Start of STORED DATA

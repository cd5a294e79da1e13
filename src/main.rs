use std::{io::Write, process, sync::Arc, time::Duration};

use pagewright::{
    application::{
        error::AppError,
        optimizer::{Optimizer, PassToggles},
        passes::{PassConfig, build_passes},
    },
    config,
    infra::{
        assets::{self, FsAssetStore},
        error::InfraError,
        http::{self, HttpState, OptimizerState, ProxyState, SessionCookieAuth},
        telemetry,
    },
};
use tracing::{Dispatch, Level, dispatcher, error, info};
use tracing_subscriber::fmt as tracing_fmt;

#[tokio::main]
async fn main() {
    if let Err(error) = run().await {
        report_application_error(&error);
        process::exit(1);
    }
}

fn report_application_error(error: &AppError) {
    if dispatcher::has_been_set() {
        error!(error = %error, "application error");
        return;
    }

    let subscriber = tracing_fmt().with_max_level(Level::ERROR).finish();
    let dispatch = Dispatch::new(subscriber);
    dispatcher::with_default(&dispatch, || {
        error!(error = %error, "application error");
    });
}

async fn run() -> Result<(), AppError> {
    let (cli_args, settings) = config::load_with_cli()
        .map_err(|err| AppError::validation(format!("failed to load configuration: {err}")))?;

    let command = cli_args
        .command
        .unwrap_or(config::Command::Serve(Box::<config::ServeArgs>::default()));

    telemetry::init(&settings.logging).map_err(AppError::from)?;

    match command {
        config::Command::Serve(_) => run_serve(settings).await,
        config::Command::Optimize(args) => run_optimize(settings, args).await,
    }
}

fn build_optimizer(
    settings: &config::Settings,
) -> Result<(Arc<Optimizer>, Arc<FsAssetStore>), AppError> {
    let store = FsAssetStore::new(
        settings.combine.asset_root.clone(),
        settings.combine.output_dir.clone(),
        settings.combine.public_prefix.clone(),
    )
    .map_err(|err| AppError::from(InfraError::from(err)))?;
    let store = Arc::new(store);

    let passes = build_passes(&PassConfig::from(settings), store.clone());
    let flags = Arc::new(PassToggles::from(&settings.optimizer));
    Ok((Arc::new(Optimizer::new(flags, passes)), store))
}

/// Upper bound on the time between two bundle directory sweeps.
const PRUNE_INTERVAL: Duration = Duration::from_secs(60 * 60);

async fn run_serve(settings: config::Settings) -> Result<(), AppError> {
    let (optimizer, bundles) = build_optimizer(&settings)?;
    if let Some(max_age) = settings.combine.bundle_max_age {
        tokio::spawn(assets::prune_bundles_periodically(
            bundles.clone(),
            max_age,
            PRUNE_INTERVAL.min(max_age),
        ));
    }
    let max_body_bytes = settings.optimizer.max_body_bytes.get();

    let state = HttpState {
        optimizer: OptimizerState {
            optimizer,
            auth: Arc::new(SessionCookieAuth::new(
                settings.auth.session_cookie_prefixes.clone(),
            )),
            max_body_bytes,
        },
        proxy: ProxyState::new(
            settings.upstream.url.clone(),
            settings.upstream.timeout,
            max_body_bytes,
        )?,
        bundles,
    };

    serve_http(&settings, state).await
}

async fn serve_http(settings: &config::Settings, state: HttpState) -> Result<(), AppError> {
    let router = http::build_router(state);

    let listener = tokio::net::TcpListener::bind(settings.server.addr)
        .await
        .map_err(|err| AppError::from(InfraError::from(err)))?;

    info!(
        target = "pagewright::serve",
        addr = %settings.server.addr,
        upstream = %settings.upstream.url,
        "listening"
    );

    axum::serve(listener, router.into_make_service())
        .await
        .map_err(|err| AppError::unexpected(format!("server error: {err}")))?;

    Ok(())
}

async fn run_optimize(
    settings: config::Settings,
    args: config::OptimizeArgs,
) -> Result<(), AppError> {
    let html = tokio::fs::read_to_string(&args.file)
        .await
        .map_err(|err| AppError::from(InfraError::from(err)))?;
    let (optimizer, _) = build_optimizer(&settings)?;

    let optimized = tokio::task::spawn_blocking(move || optimizer.optimize(html))
        .await
        .map_err(|err| AppError::unexpected(format!("optimizer task failed: {err}")))??;

    match args.output.as_ref() {
        Some(path) => tokio::fs::write(path, optimized.html.as_bytes())
            .await
            .map_err(|err| AppError::from(InfraError::from(err)))?,
        None => {
            let mut stdout = std::io::stdout().lock();
            stdout
                .write_all(optimized.html.as_bytes())
                .and_then(|()| stdout.flush())
                .map_err(|err| AppError::from(InfraError::from(err)))?
        }
    }

    if args.report {
        let report = serde_json::to_string(&optimized)
            .map_err(|err| AppError::unexpected(format!("failed to encode report: {err}")))?;
        eprintln!("{report}");
    }

    info!(
        target = "pagewright::optimize",
        file = %args.file.display(),
        amp = optimized.amp,
        passes = optimized.applied.len(),
        "page optimized"
    );

    Ok(())
}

End of STORED DATA

Filter the entries above down to the lines containing the word "html".

    let html = tokio::fs::read_to_string(&args.file)
    let optimized = tokio::task::spawn_blocking(move || optimizer.optimize(html))
        Some(path) => tokio::fs::write(path, optimized.html.as_bytes())
                .write_all(optimized.html.as_bytes())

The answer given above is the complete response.